Os temas ambientais devem ser justamente os principais motivos de possíveis atritos entre um eventual governo Biden e o governo de Jair Bolsonaro. Em entrevista à revista Americas Quarterly no ano passado, Biden comentou sobre o desmatamento na Amazônia: “Bolsonaro deve saber que, se o Brasil não for um guardião responsável da Floresta Amazônica, meu governo reunirá o mundo para garantir a proteção do meio ambiente”. Desde que tomou posse, o presidente brasileiro buscou uma aproximação com Trump, a quem considera um ídolo. É um alinhamento pessoal que até agora trouxe poucos resultados concretos para o Brasil, mas que pode ter consequências se Biden chegar à Casa Branca. “No caso de vitória de Biden, é inevitável um distanciamento da política externa americana em relação ao Brasil e é possível até que haja conflitos”, diz Rubens Ricupero, ex-embaixador em Washington e que também foi titular dos ministérios do Meio Ambiente e da Fazenda. “A política externa de Bolsonaro tem um posicionamento no mundo que decorre de uma visão ideológica que é antípoda do que pensam Biden e os democratas em relação a temas como meio ambiente, povos indígenas, direitos humanos e diversidade de gênero.”
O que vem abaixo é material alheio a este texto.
//! Fills an output tree from a flat source map by walking a [`Schema`][struct@Schema].

use std::collections::HashSet;

use indexmap::IndexMap;

use serde_json::Map as JsonMap;
use serde_json::value::Value as JsonValue;

use crate::schema::{Node, Schema};

/// Resolution policy, borrowed from the formatter for the duration of one pass.
#[derive(Debug, Clone, Copy)]
pub struct ResolveOptions<'a> {
    /// Written for leaves that have no source value
    pub null: &'a JsonValue,
    /// Omit missing or null valued leaves and branches left empty
    pub strip: bool,
    /// Output key per schema leaf key
    pub remap: Option<&'a IndexMap<String, String>>,
}

impl ResolveOptions<'_> {
    /// The key a schema leaf is written under.
    pub fn output_key<'k>(&'k self, key: &'k str) -> &'k str {
        self.remap
            .and_then(|remap| remap.get(key))
            .map(String::as_str)
            .unwrap_or(key)
    }
}

/// Builds the output tree for `schema`.
///
/// Each leaf consumes the source entry with the same key, `consumed` records the keys taken so far.
/// A key that was consumed earlier in the pass is treated as missing, like a popped entry would be.
/// `source` itself is never modified.
///
/// # Returns
/// The tree and `true` if at least one leaf was written.
pub fn resolve(
    schema: &Schema,
    source: &JsonMap<String, JsonValue>,
    consumed: &mut HashSet<String>,
    options: &ResolveOptions<'_>,
) -> (JsonMap<String, JsonValue>, bool) {
    let mut tree = JsonMap::new();
    let set = fill(schema, source, consumed, options, &mut tree);
    (tree, set)
}

fn fill(
    schema: &Schema,
    source: &JsonMap<String, JsonValue>,
    consumed: &mut HashSet<String>,
    options: &ResolveOptions<'_>,
    dest: &mut JsonMap<String, JsonValue>,
) -> bool {
    let mut set = false;

    for (key, node) in schema.iter() {
        match node {
            Node::Branch(child) => {
                let mut branch = JsonMap::new();
                let branch_set = fill(child, source, consumed, options, &mut branch);
                if options.strip && !branch_set {
                    continue;
                }
                // first writer wins, a remapped leaf may already own this key
                if !dest.contains_key(key) {
                    dest.insert(key.clone(), JsonValue::Object(branch));
                    set |= branch_set;
                }
            }
            Node::Leaf(_) => {
                let value = match take(source, consumed, key) {
                    Some(value) if options.strip && value == options.null => continue,
                    Some(value) => value.clone(),
                    None if options.strip => continue,
                    None => options.null.clone(),
                };
                let output_key = options.output_key(key);
                if !dest.contains_key(output_key) {
                    dest.insert(output_key.to_owned(), value);
                    set = true;
                }
            }
        }
    }

    set
}

fn take<'s>(
    source: &'s JsonMap<String, JsonValue>,
    consumed: &mut HashSet<String>,
    key: &str,
) -> Option<&'s JsonValue> {
    if !consumed.insert(key.to_owned()) {
        return None;
    }
    source.get(key)
}
//! Placeholder rendering for the text layer and the configuration file.
//!
//! Three placeholder styles are understood, see [`FormatStyle`][enum@FormatStyle]:
//! - `percent` : `%(key)s`, with an optional `-` flag, width and `.precision`, e.g. `%(levelname)-8s`. `%%` is a literal `%`.
//! - `brace` : `{key}`, with an optional `:` alignment (`<`, `>`, `^`) and width, e.g. `{levelname:<8}`. `{{` and `}}` are literal braces.
//! - `dollar` : `${key}` or `$key`. `$$` is a literal `$`.
//!
//! # Resolver function
//! Rendering calls a `resolver` closure for every placeholder key.
//! - If the key is known it should return `Ok(Some(value))` and the placeholder is replaced.
//! - If the key is unknown it should return `Ok(None)`, the placeholder is left verbatim.
//! - Should the resolver return an `Err` the same error is returned to the caller.
//!
//! The resolver is only called once per key, other occurrences of the same key use a cached value.
//!
//! # Environment variables
//! Configuration files may contain `${env:key}` tokens, these are resolved by [`resolve_from_env_recursive`][fn@resolve_from_env_recursive].
//! Only the braced form is recognized there, any other `$` is kept as is.

pub use self::error::VarError;

use std::collections::hash_map::Entry::{Occupied, Vacant};
use std::collections::HashMap;
use std::iter::Peekable;
use std::str::Chars;

use serde::{Deserialize, Serialize};

/// Placeholder style of a text format string.
#[derive(Debug, Clone, Copy, Default, PartialEq, Eq, Serialize, Deserialize)]
#[serde(rename_all = "snake_case")]
pub enum FormatStyle {
    /// `%(key)s`
    #[default]
    Percent,
    /// `{key}`
    Brace,
    /// `${key}`
    Dollar,
}

/// Renders `template` replacing every placeholder of the given `style`.
/// See [`module`][mod@self] level docs.
///
/// # Usage
/// ```
/// # use tracing_jsonmap::template::{render, FormatStyle};
/// let line = render::<std::convert::Infallible, _>("%(levelname)-5s|%(msg)s", FormatStyle::Percent, |key| {
///     Ok(match key {
///         "levelname" => Some("INFO".to_owned()),
///         "msg" => Some("hello".to_owned()),
///         _ => None,
///     })
/// })
/// .unwrap();
/// assert_eq!(line, "INFO |hello");
/// ```
pub fn render<E, F>(template: &str, style: FormatStyle, mut resolver: F) -> Result<String, E>
where
    F: FnMut(&str) -> Result<Option<String>, E>,
{
    let mut cache = HashMap::new();
    Ok(render_private(template, style, false, &mut cache, &mut resolver)?.0)
}

/// Same as [`render`][fn@render] for resolvers that never fail.
pub fn render_infallible<F>(template: &str, style: FormatStyle, mut resolver: F) -> String
where
    F: FnMut(&str) -> Option<String>,
{
    let mut cache = HashMap::new();
    match render_private::<std::convert::Infallible, _>(
        template,
        style,
        false,
        &mut cache,
        &mut |key| Ok(resolver(key)),
    ) {
        Ok((result, _)) => result,
        Err(never) => match never {},
    }
}

/// Iteratively replaces `${env:key}` tokens with environment variable values up to `depth` times,
/// values that contain tokens themselves are resolved on the next pass.
///
/// # Returns
/// The interpolated `input` or a [`VarError`][enum@VarError] naming the missing variable.
pub fn resolve_from_env_recursive(input: &str, mut depth: u8) -> Result<String, VarError> {
    let mut cache = HashMap::new();
    let mut resolver = |key: &str| match key.strip_prefix("env:") {
        Some(name) => std::env::var(name)
            .map(Some)
            .map_err(|err| VarError::from_std(name, err)),
        None => Ok(None),
    };

    let mut result = input.to_owned();
    while depth >= 1 {
        let (rendered, resolver_useful) =
            render_private(&result, FormatStyle::Dollar, true, &mut cache, &mut resolver)?;
        result = rendered;
        if !resolver_useful {
            break;
        }
        depth -= 1;
    }
    Ok(result)
}

/// Horizontal alignment of a padded value.
#[derive(Debug, Clone, Copy, PartialEq, Eq)]
enum Align {
    Left,
    Right,
    Center,
}

/// Formatting options parsed from a placeholder.
#[derive(Debug, Clone, Copy)]
struct Conversion {
    align: Align,
    width: usize,
    precision: Option<usize>,
}

impl Conversion {
    fn apply(&self, value: &str) -> String {
        let value = match self.precision.and_then(|p| value.parse::<f64>().ok().map(|v| (p, v))) {
            Some((precision, number)) => format!("{number:.precision$}"),
            None => value.to_owned(),
        };
        let width = self.width;
        match self.align {
            Align::Left => format!("{value:<width$}"),
            Align::Right => format!("{value:>width$}"),
            Align::Center => format!("{value:^width$}"),
        }
    }
}

type Cache = HashMap<String, Option<String>>;

/// Looks up `key` in `cache`, calling `resolver` on a miss.
///
/// # Returns
/// The cached value and whether `resolver` was called and returned `Some`.
fn lookup<'c, E, F>(
    key: &str,
    cache: &'c mut Cache,
    resolver: &mut F,
) -> Result<(&'c Option<String>, bool), E>
where
    F: FnMut(&str) -> Result<Option<String>, E>,
{
    match cache.entry(key.to_owned()) {
        Occupied(entry) => Ok((entry.into_mut(), false)),
        Vacant(entry) => {
            let value = resolver(key)?;
            let useful = value.is_some();
            Ok((entry.insert(value), useful))
        }
    }
}

/// # Returns
/// - `Ok`(`rendered`, `resolver_useful`); `resolver_useful` is `true` if `resolver` returned `Ok(Some(value))`
/// - `Err`(`resolver_error`) In case `resolver` returns an `Err`.
fn render_private<E, F>(
    template: &str,
    style: FormatStyle,
    braced_only: bool,
    cache: &mut Cache,
    resolver: &mut F,
) -> Result<(String, bool), E>
where
    F: FnMut(&str) -> Result<Option<String>, E>,
{
    let mut out = String::with_capacity(template.len());
    let mut useful = false;
    let mut chars = template.chars().peekable();

    while let Some(c) = chars.next() {
        let token = match (style, c) {
            (FormatStyle::Percent, '%') => parse_percent(&mut chars),
            (FormatStyle::Brace, '{') => parse_brace(&mut chars),
            (FormatStyle::Brace, '}') => {
                if chars.peek() == Some(&'}') {
                    chars.next();
                }
                Token::Literal("}".to_owned())
            }
            (FormatStyle::Dollar, '$') => parse_dollar(&mut chars, braced_only),
            _ => Token::Literal(c.to_string()),
        };

        match token {
            Token::Literal(literal) => out.push_str(&literal),
            Token::Placeholder { key, spec, raw } => {
                let (value, resolved) = lookup(&key, cache, resolver)?;
                useful |= resolved;
                match value {
                    Some(value) => out.push_str(&spec.apply(value)),
                    None => out.push_str(&raw),
                }
            }
        }
    }

    Ok((out, useful))
}

enum Token {
    Literal(String),
    Placeholder { key: String, spec: Conversion, raw: String },
}

// #states (percent)
// Start   : '%' > Literal("%") | '(' > Key | other > Literal("%" + other)
// Key     : ')' > Flags | other > Key
// Flags   : '-' > Width | digit > Width | other > Width
// Width   : digit > Width | '.' > Precision | alpha > Done
// Precision : digit > Precision | alpha > Done
fn parse_percent(chars: &mut Peekable<Chars<'_>>) -> Token {
    let mut raw = String::from("%");
    match chars.peek() {
        Some('%') => {
            chars.next();
            return Token::Literal("%".to_owned());
        }
        Some('(') => {
            chars.next();
            raw.push('(');
        }
        _ => return Token::Literal(raw),
    }

    let mut key = String::new();
    loop {
        match chars.next() {
            Some(')') => {
                raw.push(')');
                break;
            }
            Some(c) => {
                raw.push(c);
                key.push(c);
            }
            None => return Token::Literal(raw),
        }
    }

    let mut spec = Conversion {
        align: Align::Right,
        width: 0,
        precision: None,
    };
    if chars.peek() == Some(&'-') {
        chars.next();
        raw.push('-');
        spec.align = Align::Left;
    }
    spec.width = take_number(chars, &mut raw).unwrap_or(0);
    if chars.peek() == Some(&'.') {
        chars.next();
        raw.push('.');
        spec.precision = Some(take_number(chars, &mut raw).unwrap_or(0));
    }
    match chars.peek() {
        Some(c) if c.is_ascii_alphabetic() => {
            raw.push(*c);
            chars.next();
            Token::Placeholder { key, spec, raw }
        }
        _ => Token::Literal(raw),
    }
}

fn parse_brace(chars: &mut Peekable<Chars<'_>>) -> Token {
    if chars.peek() == Some(&'{') {
        chars.next();
        return Token::Literal("{".to_owned());
    }

    let mut raw = String::from("{");
    let mut key = String::new();
    let mut format_spec: Option<String> = None;
    loop {
        match chars.next() {
            Some('}') => {
                raw.push('}');
                break;
            }
            Some(':') if format_spec.is_none() => {
                raw.push(':');
                format_spec = Some(String::new());
            }
            Some(c) => {
                raw.push(c);
                match format_spec.as_mut() {
                    Some(format_spec) => format_spec.push(c),
                    None => key.push(c),
                }
            }
            None => return Token::Literal(raw),
        }
    }

    let mut spec = Conversion {
        align: Align::Left,
        width: 0,
        precision: None,
    };
    if let Some(format_spec) = format_spec {
        let mut rest = format_spec.as_str();
        if let Some(first) = rest.chars().next() {
            let align = match first {
                '<' => Some(Align::Left),
                '>' => Some(Align::Right),
                '^' => Some(Align::Center),
                _ => None,
            };
            if let Some(align) = align {
                spec.align = align;
                rest = &rest[1..];
            }
        }
        let (width, precision) = match rest.split_once('.') {
            Some((width, precision)) => (width, precision.trim_end_matches('f').parse().ok()),
            None => (rest, None),
        };
        spec.width = width.parse().unwrap_or(0);
        spec.precision = precision;
    }
    Token::Placeholder { key, spec, raw }
}

fn parse_dollar(chars: &mut Peekable<Chars<'_>>, braced_only: bool) -> Token {
    let plain = Conversion {
        align: Align::Left,
        width: 0,
        precision: None,
    };
    match chars.peek() {
        Some('$') if !braced_only => {
            chars.next();
            Token::Literal("$".to_owned())
        }
        Some('{') => {
            chars.next();
            let mut raw = String::from("${");
            let mut key = String::new();
            loop {
                match chars.next() {
                    Some('}') => {
                        raw.push('}');
                        return Token::Placeholder {
                            key,
                            spec: plain,
                            raw,
                        };
                    }
                    Some(c) => {
                        raw.push(c);
                        key.push(c);
                    }
                    None => return Token::Literal(raw),
                }
            }
        }
        Some(c) if !braced_only && (c.is_ascii_alphabetic() || *c == '_') => {
            let mut key = String::new();
            while let Some(c) = chars.peek() {
                if c.is_ascii_alphanumeric() || *c == '_' {
                    key.push(*c);
                    chars.next();
                } else {
                    break;
                }
            }
            let raw = format!("${key}");
            Token::Placeholder {
                key,
                spec: plain,
                raw,
            }
        }
        _ => Token::Literal("$".to_owned()),
    }
}

fn take_number(chars: &mut Peekable<Chars<'_>>, raw: &mut String) -> Option<usize> {
    let mut digits = String::new();
    while let Some(c) = chars.peek() {
        if c.is_ascii_digit() {
            digits.push(*c);
            raw.push(*c);
            chars.next();
        } else {
            break;
        }
    }
    digits.parse().ok()
}

/// Interpolation for [`toml`][mod@::toml] [`Value`][enum@::toml::Value].
pub mod toml {
    use super::error::VarError;
    use toml::Value::{
        self as TomlValue, Array as TomlArray, Boolean as TomlBool, Datetime as TomlDateTime,
        Float as TomlFloat, Integer as TomlInt, String as TomlString, Table as TomlTable,
    };

    /// Recursively replaces any `${env:key}` placeholders with environment variable values in any toml [`Value`][enum@TomlValue] where the value is a toml [`String`][type@TomlString].
    /// See the [`resolve_from_env_recursive`][fn@super::resolve_from_env_recursive] function.
    pub fn resolve_from_env_recursive(value: &mut TomlValue, depth: u8) -> Result<(), VarError> {
        match value {
            TomlBool(_) | TomlInt(_) | TomlFloat(_) | TomlDateTime(_) => Ok(()),
            TomlString(str_val) => {
                let replaced = super::resolve_from_env_recursive(str_val, depth)?;
                *value = TomlString(replaced);
                Ok(())
            }
            TomlTable(map) => {
                for (_key, val) in map.iter_mut() {
                    resolve_from_env_recursive(val, depth)?;
                }
                Ok(())
            }
            TomlArray(array) => {
                for val in array.iter_mut() {
                    resolve_from_env_recursive(val, depth)?;
                }
                Ok(())
            }
        }
    }
}

/// Interpolation errors
mod error {
    use std::env::VarError as StdVarError;
    use std::error::Error as StdError;
    use std::ffi::OsString;
    use std::fmt::Display;
    use std::fmt::Formatter;
    use std::fmt::Result as FmtResult;

    /// This is the same error type as defined in [`std::env::VarError`][enum@StdVarError] with the added originally requested `key`.
    #[derive(Debug)]
    pub enum VarError {
        NotPresent { key: String },
        NotUnicode { key: String, value: OsString },
    }

    impl StdError for VarError {}

    impl Display for VarError {
        fn fmt(&self, f: &mut Formatter<'_>) -> FmtResult {
            match &self {
                VarError::NotPresent { key } => write!(f, "environment variable `{key}` not found"),
                VarError::NotUnicode { key, value } => {
                    write!(f, "environment variable `{key}` was not valid unicode: {value:?}")
                }
            }
        }
    }

    impl VarError {
        pub fn from_std(key: &str, err: StdVarError) -> Self {
            match err {
                StdVarError::NotPresent => Self::NotPresent {
                    key: key.to_owned(),
                },
                StdVarError::NotUnicode(os_str) => Self::NotUnicode {
                    key: key.to_owned(),
                    value: os_str,
                },
            }
        }
    }
}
Se Trump não for reeleito, Bolsonaro terá de conviver pelo menos dois anos ainda com Biden na Presidência. Vale a pena iniciar uma aproximação? Para Oliver Stuenkel, professor de relações internacionais na Fundação Getulio Vargas em São Paulo, o momento de estabelecer “discretamente” um canal de comunicação com Biden é agora. “Depois da eleição, ficará mais difícil abrir uma porta. O Brasil vai para o fim da fila”, afirma, lembrando que o Brasil nunca foi um parceiro estratégico para os americanos. No ano passado, o Brasil foi apenas o 14o maior parceiro comercial dos Estados Unidos, atrás de países como Taiwan e Vietnã. Ao se aproximar de Trump, Bolsonaro falava em transformar os Estados Unidos no principal parceiro comercial do Brasil, mas essa era “uma expectativa totalmente irreal”, diz Stuenkel. Uma das razões, segundo ele, é que as economias americana e brasileira não são complementares — ao contrário, competem em alguns setores, como no agronegócio. Para Stuenkel, a postura crítica que países europeus, como a França e a Alemanha, adotam em relação ao Brasil é um prenúncio do que poderá acontecer com a vitória democrata em novembro. “O Brasil já passa por um isolamento diplomático no Ocidente, e isso vai piorar com uma eventual eleição de Biden.”
Em uma live há duas semanas, Bolsonaro reafirmou sua torcida por Trump, mas disse que, caso seu amigo seja derrotado nas urnas, tentará uma aproximação com os democratas. “Se eles não quiserem, paciência, né?”, minimizou. Trump ainda não jogou a toalha, apesar de as últimas pesquisas indicarem uma vantagem de pelo menos 8 pontos percentuais para Biden, que lidera nos estados que contam mais votos no Colégio Eleitoral. Os democratas têm chance também de vencer a eleição no Senado, dando a Biden o controle do Congresso (já têm maioria na Câmara). Uma das esperanças de Trump é que até a eleição, em 3 de novembro, a economia do país dê sinais firmes de retomada, com a redução dos atuais níveis de desemprego. Outra aposta do presidente é que a FDA, agência federal que supervisiona medicamentos e alimentos, aprove a produção de uma das vacinas contra a covid-19 que já se encontram em fase de testes clínicos. Até a eleição, muita água vai rolar sob as pontes nas proximidades da Casa Branca.